__ABOUT THIS TASK__
Exactly the lines from the first line of the listing through the line containing "pub mod headers" should appear in the output, unchanged.
*****
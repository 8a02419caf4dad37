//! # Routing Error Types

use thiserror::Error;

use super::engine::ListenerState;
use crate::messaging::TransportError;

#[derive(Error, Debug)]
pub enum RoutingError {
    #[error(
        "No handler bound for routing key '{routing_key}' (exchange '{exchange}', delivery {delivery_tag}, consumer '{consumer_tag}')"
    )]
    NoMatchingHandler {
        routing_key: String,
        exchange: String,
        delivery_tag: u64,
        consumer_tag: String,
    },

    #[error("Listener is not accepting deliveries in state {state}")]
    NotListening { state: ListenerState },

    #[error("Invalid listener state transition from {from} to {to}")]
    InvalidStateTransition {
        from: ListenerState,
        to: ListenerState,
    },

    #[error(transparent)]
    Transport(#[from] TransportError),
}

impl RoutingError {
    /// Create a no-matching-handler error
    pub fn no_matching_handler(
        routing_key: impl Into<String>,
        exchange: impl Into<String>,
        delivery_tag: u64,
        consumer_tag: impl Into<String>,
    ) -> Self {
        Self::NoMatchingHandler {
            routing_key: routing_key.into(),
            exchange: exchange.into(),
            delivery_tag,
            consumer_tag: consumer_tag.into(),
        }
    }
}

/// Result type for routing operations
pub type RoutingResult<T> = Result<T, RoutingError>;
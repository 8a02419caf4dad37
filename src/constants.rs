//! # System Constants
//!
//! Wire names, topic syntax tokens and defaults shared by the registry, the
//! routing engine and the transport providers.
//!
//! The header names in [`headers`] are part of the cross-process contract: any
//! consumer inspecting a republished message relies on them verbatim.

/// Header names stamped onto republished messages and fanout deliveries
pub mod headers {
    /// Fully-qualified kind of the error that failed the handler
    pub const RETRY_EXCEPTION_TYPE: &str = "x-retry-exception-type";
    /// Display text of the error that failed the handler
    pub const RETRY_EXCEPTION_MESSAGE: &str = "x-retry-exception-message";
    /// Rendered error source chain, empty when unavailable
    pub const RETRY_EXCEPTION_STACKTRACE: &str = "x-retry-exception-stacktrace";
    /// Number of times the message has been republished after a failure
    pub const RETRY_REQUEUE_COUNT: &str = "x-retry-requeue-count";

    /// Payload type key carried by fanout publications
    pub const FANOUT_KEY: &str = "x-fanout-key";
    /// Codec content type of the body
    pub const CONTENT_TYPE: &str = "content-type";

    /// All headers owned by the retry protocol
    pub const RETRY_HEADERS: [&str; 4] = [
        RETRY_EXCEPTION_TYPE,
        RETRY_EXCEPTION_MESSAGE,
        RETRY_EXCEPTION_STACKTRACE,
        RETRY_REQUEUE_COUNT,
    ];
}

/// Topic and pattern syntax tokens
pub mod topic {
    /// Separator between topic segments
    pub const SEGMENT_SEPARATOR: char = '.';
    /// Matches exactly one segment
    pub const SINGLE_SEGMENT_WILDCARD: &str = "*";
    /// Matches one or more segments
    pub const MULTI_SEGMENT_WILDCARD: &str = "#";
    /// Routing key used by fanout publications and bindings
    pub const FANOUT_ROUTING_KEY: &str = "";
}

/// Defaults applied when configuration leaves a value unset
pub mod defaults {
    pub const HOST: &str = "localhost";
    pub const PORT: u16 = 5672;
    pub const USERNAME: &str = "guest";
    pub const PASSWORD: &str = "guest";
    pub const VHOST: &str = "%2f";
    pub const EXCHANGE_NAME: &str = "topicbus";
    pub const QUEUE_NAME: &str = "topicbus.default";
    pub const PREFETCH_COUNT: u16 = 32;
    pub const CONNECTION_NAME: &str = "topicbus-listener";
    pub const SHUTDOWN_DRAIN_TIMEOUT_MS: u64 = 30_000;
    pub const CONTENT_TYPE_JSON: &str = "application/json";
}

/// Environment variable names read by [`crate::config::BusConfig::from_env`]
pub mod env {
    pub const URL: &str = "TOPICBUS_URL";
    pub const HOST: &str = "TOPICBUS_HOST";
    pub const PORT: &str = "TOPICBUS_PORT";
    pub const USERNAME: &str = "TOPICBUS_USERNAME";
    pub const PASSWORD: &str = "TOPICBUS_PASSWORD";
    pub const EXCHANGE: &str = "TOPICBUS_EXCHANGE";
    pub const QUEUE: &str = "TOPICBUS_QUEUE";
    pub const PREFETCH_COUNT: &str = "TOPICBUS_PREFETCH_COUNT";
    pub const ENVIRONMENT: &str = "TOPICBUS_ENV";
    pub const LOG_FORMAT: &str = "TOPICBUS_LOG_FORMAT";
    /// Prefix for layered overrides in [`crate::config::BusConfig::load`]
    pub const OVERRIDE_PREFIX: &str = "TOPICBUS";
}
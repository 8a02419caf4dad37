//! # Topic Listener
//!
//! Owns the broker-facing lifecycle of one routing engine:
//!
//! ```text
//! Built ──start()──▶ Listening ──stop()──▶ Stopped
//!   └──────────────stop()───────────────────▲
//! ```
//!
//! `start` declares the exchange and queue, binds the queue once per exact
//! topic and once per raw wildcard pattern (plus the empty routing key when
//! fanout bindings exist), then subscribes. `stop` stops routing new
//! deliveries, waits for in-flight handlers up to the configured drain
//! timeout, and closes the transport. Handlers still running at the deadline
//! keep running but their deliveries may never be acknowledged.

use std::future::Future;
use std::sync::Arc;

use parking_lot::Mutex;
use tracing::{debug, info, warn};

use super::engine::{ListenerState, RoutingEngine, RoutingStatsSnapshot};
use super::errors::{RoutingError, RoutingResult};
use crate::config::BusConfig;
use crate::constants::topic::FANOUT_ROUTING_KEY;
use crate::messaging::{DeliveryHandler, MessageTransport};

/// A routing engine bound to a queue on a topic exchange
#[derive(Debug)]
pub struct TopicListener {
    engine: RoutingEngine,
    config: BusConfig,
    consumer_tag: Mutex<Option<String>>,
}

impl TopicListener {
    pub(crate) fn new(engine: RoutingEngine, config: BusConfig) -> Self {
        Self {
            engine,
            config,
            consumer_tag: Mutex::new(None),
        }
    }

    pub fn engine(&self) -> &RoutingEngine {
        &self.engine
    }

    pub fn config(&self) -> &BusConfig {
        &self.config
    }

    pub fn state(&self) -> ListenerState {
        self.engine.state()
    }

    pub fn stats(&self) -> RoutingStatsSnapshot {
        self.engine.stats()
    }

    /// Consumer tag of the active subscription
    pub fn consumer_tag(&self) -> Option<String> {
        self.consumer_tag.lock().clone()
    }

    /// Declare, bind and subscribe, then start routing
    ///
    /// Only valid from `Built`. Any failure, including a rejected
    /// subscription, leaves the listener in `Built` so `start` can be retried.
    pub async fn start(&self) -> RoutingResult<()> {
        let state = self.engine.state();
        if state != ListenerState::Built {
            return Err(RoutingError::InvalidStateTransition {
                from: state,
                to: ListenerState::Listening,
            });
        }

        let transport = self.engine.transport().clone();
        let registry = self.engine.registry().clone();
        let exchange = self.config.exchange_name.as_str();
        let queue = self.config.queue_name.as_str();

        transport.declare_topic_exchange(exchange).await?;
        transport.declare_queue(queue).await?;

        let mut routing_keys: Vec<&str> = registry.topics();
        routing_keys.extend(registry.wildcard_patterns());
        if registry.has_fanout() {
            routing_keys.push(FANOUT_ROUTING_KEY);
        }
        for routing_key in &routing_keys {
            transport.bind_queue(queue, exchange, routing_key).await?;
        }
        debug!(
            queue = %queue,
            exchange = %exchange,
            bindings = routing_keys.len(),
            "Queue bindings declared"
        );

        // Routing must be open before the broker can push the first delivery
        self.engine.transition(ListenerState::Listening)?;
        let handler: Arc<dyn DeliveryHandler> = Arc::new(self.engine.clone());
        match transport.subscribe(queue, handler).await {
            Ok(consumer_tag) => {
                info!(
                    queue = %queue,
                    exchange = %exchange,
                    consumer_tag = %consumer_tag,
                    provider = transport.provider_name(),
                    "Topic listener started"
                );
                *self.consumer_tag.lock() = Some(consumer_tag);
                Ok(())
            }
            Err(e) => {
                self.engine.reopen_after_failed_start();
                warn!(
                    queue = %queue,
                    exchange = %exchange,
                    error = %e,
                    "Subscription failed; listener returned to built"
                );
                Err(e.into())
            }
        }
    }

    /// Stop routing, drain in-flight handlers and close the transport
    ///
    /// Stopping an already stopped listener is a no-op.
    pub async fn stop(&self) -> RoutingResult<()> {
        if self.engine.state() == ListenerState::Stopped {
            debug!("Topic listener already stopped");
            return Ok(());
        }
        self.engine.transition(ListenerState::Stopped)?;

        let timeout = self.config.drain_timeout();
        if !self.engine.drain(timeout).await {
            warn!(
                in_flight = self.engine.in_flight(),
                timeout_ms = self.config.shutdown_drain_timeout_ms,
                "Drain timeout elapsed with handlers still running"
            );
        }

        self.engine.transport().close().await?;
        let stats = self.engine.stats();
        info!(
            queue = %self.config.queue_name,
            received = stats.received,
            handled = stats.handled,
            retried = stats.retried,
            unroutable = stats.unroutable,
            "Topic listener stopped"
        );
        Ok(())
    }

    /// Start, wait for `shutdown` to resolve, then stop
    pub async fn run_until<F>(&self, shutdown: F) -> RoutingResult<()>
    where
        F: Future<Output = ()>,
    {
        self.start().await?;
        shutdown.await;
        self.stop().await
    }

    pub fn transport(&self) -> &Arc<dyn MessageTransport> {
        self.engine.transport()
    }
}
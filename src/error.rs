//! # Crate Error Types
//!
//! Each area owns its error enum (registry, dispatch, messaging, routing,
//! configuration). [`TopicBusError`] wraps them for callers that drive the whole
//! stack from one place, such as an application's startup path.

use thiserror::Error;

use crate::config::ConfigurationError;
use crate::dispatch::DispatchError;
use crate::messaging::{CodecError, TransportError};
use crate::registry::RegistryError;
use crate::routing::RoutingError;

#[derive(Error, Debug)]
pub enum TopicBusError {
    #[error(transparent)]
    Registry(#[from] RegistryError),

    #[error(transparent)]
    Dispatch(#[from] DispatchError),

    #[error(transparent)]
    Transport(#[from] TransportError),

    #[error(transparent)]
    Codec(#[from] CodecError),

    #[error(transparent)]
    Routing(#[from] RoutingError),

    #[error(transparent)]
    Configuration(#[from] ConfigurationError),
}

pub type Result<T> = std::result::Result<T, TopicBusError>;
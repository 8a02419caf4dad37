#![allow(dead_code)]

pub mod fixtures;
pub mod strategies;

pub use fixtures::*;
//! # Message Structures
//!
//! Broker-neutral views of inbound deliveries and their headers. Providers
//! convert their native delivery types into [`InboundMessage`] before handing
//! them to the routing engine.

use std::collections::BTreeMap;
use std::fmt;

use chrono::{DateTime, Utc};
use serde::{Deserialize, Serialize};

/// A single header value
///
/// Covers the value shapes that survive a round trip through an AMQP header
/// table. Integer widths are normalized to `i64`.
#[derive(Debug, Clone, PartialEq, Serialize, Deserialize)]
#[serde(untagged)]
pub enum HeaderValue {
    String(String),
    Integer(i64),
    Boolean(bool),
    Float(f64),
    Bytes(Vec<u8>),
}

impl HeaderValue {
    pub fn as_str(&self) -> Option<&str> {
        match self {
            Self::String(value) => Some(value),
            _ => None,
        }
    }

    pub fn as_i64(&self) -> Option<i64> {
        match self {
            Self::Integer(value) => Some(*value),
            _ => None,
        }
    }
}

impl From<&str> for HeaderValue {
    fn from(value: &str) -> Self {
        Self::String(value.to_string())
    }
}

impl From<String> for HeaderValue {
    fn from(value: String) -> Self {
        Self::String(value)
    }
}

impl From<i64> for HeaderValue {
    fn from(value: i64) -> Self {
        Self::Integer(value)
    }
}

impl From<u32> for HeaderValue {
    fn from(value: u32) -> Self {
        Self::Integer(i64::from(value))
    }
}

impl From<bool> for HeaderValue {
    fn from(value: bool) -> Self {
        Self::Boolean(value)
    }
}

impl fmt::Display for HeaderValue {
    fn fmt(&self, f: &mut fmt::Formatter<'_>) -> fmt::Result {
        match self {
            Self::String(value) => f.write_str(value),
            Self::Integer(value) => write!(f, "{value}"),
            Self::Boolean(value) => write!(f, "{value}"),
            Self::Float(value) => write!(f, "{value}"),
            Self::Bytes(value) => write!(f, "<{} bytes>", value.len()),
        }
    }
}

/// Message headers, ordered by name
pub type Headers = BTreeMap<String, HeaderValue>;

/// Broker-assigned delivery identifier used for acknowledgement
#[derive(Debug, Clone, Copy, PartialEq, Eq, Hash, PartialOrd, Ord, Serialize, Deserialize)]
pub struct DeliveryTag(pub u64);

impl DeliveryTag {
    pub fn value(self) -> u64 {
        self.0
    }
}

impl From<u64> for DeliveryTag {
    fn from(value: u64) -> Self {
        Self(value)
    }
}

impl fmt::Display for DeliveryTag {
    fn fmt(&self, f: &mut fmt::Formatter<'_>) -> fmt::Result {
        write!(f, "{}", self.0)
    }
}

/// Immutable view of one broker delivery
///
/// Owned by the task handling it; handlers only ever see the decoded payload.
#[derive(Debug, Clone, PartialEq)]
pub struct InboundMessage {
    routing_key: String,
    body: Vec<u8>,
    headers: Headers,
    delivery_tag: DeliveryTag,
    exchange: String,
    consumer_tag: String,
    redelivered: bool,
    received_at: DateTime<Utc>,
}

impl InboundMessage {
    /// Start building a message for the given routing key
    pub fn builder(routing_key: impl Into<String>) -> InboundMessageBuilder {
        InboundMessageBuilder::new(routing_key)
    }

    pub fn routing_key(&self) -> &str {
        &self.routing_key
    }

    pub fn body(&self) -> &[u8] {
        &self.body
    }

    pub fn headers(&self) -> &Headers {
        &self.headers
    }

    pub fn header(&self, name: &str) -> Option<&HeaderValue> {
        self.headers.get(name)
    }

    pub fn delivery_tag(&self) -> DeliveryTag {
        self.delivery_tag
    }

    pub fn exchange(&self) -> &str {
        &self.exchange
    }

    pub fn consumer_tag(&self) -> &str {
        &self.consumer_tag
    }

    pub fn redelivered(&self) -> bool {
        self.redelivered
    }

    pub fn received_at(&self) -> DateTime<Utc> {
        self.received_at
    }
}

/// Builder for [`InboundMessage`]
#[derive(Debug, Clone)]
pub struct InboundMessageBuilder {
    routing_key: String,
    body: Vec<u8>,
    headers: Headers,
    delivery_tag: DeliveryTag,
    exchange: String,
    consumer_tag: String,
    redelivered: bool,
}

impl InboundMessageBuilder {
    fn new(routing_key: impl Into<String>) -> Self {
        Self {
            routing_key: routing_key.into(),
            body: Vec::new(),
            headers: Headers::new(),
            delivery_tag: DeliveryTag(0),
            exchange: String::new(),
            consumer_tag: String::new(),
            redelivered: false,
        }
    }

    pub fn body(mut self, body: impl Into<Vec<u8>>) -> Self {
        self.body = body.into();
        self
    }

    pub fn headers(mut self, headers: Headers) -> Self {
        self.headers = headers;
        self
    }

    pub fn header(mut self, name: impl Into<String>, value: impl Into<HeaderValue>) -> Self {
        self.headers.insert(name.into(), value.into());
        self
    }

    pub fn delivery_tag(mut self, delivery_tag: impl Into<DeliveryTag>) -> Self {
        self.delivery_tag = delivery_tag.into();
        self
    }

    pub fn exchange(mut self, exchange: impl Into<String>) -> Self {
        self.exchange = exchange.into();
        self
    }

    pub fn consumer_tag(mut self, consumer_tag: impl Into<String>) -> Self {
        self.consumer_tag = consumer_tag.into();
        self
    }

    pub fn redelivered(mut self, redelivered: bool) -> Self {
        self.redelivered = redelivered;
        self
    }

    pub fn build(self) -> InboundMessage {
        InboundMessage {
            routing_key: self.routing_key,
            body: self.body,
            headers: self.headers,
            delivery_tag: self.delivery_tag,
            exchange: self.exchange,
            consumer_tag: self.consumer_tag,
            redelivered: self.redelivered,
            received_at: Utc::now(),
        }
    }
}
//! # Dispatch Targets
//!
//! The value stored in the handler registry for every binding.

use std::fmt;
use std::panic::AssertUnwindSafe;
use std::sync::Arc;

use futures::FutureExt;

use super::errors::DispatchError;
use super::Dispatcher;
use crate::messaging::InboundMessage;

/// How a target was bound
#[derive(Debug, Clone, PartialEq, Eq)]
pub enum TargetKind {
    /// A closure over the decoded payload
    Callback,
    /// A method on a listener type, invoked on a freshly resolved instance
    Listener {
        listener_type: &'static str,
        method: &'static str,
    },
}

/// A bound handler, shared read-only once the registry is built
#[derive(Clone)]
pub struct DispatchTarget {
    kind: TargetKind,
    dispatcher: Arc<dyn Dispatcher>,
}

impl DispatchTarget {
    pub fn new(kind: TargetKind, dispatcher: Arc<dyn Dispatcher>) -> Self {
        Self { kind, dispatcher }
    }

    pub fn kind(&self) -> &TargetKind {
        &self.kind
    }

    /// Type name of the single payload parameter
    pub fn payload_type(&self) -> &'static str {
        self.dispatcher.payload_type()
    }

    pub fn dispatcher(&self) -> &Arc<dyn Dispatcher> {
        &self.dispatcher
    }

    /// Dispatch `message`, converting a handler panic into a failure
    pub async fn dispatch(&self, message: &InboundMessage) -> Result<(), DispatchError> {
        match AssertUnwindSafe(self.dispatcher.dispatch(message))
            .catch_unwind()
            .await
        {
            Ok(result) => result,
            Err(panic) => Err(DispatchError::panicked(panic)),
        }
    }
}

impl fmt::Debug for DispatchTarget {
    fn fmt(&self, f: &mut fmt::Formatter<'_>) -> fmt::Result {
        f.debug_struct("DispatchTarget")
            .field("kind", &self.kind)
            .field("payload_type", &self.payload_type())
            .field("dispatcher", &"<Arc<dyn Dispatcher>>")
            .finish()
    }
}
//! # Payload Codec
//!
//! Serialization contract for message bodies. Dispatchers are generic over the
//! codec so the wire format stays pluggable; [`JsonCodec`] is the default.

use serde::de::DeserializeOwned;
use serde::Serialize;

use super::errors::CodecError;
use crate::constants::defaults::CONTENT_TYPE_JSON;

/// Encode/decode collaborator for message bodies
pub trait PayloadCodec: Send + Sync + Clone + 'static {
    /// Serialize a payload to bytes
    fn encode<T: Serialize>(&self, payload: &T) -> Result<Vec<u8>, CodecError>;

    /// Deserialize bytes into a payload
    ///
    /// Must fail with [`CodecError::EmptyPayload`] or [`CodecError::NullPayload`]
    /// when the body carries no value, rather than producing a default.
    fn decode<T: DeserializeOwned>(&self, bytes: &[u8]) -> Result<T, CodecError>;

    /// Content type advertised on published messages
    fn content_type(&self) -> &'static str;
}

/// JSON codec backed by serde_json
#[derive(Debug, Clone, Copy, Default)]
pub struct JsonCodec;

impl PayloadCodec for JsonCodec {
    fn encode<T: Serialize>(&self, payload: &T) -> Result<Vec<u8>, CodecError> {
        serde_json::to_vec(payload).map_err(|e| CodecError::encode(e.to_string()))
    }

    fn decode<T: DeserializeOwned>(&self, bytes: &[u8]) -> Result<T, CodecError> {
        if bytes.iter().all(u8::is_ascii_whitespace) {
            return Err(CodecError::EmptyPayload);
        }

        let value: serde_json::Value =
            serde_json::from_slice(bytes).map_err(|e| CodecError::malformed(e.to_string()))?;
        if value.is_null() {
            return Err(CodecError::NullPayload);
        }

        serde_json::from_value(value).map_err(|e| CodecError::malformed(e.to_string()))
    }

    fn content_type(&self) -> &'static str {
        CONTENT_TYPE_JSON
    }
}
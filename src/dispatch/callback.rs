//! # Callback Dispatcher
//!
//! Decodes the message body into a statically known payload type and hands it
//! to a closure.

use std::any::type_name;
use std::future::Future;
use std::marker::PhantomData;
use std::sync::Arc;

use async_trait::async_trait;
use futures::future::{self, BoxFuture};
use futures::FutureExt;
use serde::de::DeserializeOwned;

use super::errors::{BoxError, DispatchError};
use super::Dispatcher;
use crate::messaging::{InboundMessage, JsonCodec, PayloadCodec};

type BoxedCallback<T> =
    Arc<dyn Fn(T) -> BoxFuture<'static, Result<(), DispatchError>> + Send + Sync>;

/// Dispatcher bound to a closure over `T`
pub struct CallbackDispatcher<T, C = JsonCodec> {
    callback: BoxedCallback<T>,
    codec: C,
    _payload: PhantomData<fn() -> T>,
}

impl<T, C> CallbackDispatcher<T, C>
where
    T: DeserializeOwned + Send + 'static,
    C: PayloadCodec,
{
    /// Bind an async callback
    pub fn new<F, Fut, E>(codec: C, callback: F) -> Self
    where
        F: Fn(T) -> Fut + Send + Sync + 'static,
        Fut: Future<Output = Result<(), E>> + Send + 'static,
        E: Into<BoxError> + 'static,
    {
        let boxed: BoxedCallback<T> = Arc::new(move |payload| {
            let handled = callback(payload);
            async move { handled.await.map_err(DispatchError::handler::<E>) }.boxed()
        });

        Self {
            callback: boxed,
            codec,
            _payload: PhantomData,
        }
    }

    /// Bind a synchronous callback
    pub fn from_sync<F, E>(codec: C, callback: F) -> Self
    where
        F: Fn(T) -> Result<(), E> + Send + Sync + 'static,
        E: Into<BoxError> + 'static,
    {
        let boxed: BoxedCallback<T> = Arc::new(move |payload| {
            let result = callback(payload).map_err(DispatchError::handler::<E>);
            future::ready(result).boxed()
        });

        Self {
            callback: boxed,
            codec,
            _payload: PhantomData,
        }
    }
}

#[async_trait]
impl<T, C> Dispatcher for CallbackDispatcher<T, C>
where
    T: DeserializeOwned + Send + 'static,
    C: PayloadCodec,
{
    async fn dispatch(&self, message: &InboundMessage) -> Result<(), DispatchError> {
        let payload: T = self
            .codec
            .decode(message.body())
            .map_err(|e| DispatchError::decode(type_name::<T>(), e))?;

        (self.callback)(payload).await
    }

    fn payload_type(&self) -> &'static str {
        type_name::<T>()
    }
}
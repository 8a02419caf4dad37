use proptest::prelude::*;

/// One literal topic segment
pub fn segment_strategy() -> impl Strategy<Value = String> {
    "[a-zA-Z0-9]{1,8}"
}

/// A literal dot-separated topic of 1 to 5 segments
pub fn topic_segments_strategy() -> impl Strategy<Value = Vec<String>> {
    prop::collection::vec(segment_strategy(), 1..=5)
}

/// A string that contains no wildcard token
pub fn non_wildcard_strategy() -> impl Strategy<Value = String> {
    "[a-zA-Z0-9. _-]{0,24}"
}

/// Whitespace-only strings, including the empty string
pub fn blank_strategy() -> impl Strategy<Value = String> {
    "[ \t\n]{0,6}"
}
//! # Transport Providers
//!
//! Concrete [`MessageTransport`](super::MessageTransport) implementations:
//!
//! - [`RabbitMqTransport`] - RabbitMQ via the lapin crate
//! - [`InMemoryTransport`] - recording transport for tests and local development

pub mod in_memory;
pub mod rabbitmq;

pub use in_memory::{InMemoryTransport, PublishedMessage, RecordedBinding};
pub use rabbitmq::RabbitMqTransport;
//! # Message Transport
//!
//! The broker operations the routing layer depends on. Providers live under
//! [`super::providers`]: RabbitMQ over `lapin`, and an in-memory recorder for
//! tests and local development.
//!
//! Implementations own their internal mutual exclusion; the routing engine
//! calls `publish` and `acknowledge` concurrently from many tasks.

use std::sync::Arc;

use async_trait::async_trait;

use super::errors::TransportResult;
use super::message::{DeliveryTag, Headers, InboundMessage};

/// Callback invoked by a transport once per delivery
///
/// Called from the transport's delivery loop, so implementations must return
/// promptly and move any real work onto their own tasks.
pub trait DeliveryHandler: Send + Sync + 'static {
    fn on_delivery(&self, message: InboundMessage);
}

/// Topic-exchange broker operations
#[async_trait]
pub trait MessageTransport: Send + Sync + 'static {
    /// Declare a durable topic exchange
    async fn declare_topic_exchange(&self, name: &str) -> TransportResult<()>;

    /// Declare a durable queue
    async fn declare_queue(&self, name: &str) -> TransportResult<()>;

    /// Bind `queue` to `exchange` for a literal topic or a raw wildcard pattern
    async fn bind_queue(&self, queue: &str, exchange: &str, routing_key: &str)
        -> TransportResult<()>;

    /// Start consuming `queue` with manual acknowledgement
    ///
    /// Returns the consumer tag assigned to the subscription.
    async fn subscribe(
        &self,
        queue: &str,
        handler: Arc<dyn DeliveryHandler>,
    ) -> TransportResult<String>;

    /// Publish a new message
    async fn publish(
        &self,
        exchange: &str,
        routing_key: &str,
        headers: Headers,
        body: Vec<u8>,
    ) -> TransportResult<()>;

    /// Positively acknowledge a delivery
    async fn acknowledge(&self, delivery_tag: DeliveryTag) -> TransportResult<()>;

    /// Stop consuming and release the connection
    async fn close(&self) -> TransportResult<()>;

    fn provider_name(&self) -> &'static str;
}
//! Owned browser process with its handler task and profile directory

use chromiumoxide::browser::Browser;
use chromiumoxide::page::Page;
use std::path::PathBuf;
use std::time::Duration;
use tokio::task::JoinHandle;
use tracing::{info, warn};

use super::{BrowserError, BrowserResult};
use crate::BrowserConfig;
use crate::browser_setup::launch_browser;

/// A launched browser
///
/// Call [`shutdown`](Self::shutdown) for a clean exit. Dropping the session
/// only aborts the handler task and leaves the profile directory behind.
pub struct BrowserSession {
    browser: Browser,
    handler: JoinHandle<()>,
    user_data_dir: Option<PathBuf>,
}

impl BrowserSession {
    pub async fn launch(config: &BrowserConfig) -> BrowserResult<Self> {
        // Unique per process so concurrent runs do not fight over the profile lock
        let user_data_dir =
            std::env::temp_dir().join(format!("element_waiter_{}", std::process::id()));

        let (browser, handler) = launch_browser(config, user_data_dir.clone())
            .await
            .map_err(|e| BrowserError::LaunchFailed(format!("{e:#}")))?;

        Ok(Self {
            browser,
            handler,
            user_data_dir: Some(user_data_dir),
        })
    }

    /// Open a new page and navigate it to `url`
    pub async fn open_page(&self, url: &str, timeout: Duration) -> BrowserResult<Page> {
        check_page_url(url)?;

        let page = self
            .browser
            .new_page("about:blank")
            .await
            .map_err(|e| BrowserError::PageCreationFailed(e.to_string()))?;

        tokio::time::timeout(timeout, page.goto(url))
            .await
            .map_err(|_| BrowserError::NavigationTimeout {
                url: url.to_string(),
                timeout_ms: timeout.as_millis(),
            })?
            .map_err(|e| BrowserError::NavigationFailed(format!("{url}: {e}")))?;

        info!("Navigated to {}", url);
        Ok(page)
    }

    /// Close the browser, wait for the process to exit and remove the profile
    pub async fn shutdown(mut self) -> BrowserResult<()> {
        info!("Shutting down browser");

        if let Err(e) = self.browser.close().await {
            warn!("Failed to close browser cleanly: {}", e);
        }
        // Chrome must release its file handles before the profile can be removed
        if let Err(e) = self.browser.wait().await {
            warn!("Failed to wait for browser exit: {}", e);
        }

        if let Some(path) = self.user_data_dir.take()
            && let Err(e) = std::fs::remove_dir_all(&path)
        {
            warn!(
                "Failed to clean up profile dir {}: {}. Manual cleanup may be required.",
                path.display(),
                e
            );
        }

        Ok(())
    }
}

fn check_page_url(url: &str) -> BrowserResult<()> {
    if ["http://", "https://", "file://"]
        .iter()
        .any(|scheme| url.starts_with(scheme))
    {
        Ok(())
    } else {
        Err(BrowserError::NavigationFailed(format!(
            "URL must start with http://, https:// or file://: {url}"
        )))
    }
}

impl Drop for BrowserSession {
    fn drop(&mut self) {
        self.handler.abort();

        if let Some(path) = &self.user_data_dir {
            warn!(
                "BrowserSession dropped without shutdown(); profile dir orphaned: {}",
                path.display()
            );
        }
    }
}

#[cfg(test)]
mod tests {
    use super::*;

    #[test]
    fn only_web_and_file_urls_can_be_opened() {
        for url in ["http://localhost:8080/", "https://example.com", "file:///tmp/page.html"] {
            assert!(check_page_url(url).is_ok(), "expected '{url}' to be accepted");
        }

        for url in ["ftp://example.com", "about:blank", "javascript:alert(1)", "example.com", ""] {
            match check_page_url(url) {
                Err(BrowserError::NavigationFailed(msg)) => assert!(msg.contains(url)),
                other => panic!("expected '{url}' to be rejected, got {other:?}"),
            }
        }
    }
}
*****
__YOUR SOLUTION__
repository 8a02419caf4dad37
//! # Routing Error Types

use thiserror::Error;

use super::engine::ListenerState;
use crate::messaging::TransportError;

#[derive(Error, Debug)]
pub enum RoutingError {
    #[error(
        "No handler bound for routing key '{routing_key}' (exchange '{exchange}', delivery {delivery_tag}, consumer '{consumer_tag}')"
    )]
    NoMatchingHandler {
        routing_key: String,
        exchange: String,
        delivery_tag: u64,
        consumer_tag: String,
    },

    #[error("Listener is not accepting deliveries in state {state}")]
    NotListening { state: ListenerState },

    #[error("Invalid listener state transition from {from} to {to}")]
    InvalidStateTransition {
        from: ListenerState,
        to: ListenerState,
    },

    #[error(transparent)]
    Transport(#[from] TransportError),
}

impl RoutingError {
    /// Create a no-matching-handler error
    pub fn no_matching_handler(
        routing_key: impl Into<String>,
        exchange: impl Into<String>,
        delivery_tag: u64,
        consumer_tag: impl Into<String>,
    ) -> Self {
        Self::NoMatchingHandler {
            routing_key: routing_key.into(),
            exchange: exchange.into(),
            delivery_tag,
            consumer_tag: consumer_tag.into(),
        }
    }
}

/// Result type for routing operations
pub type RoutingResult<T> = Result<T, RoutingError>;
repository 8a02419caf4dad37
filename src/constants.rs
//! # System Constants
//!
//! Wire names, topic syntax tokens and defaults shared by the registry, the
//! routing engine and the transport providers.
//!
//! The header names in [`headers`] are part of the cross-process contract: any
//! consumer inspecting a republished message relies on them verbatim.

/// Header names stamped onto republished messages and fanout deliveries
pub mod headers {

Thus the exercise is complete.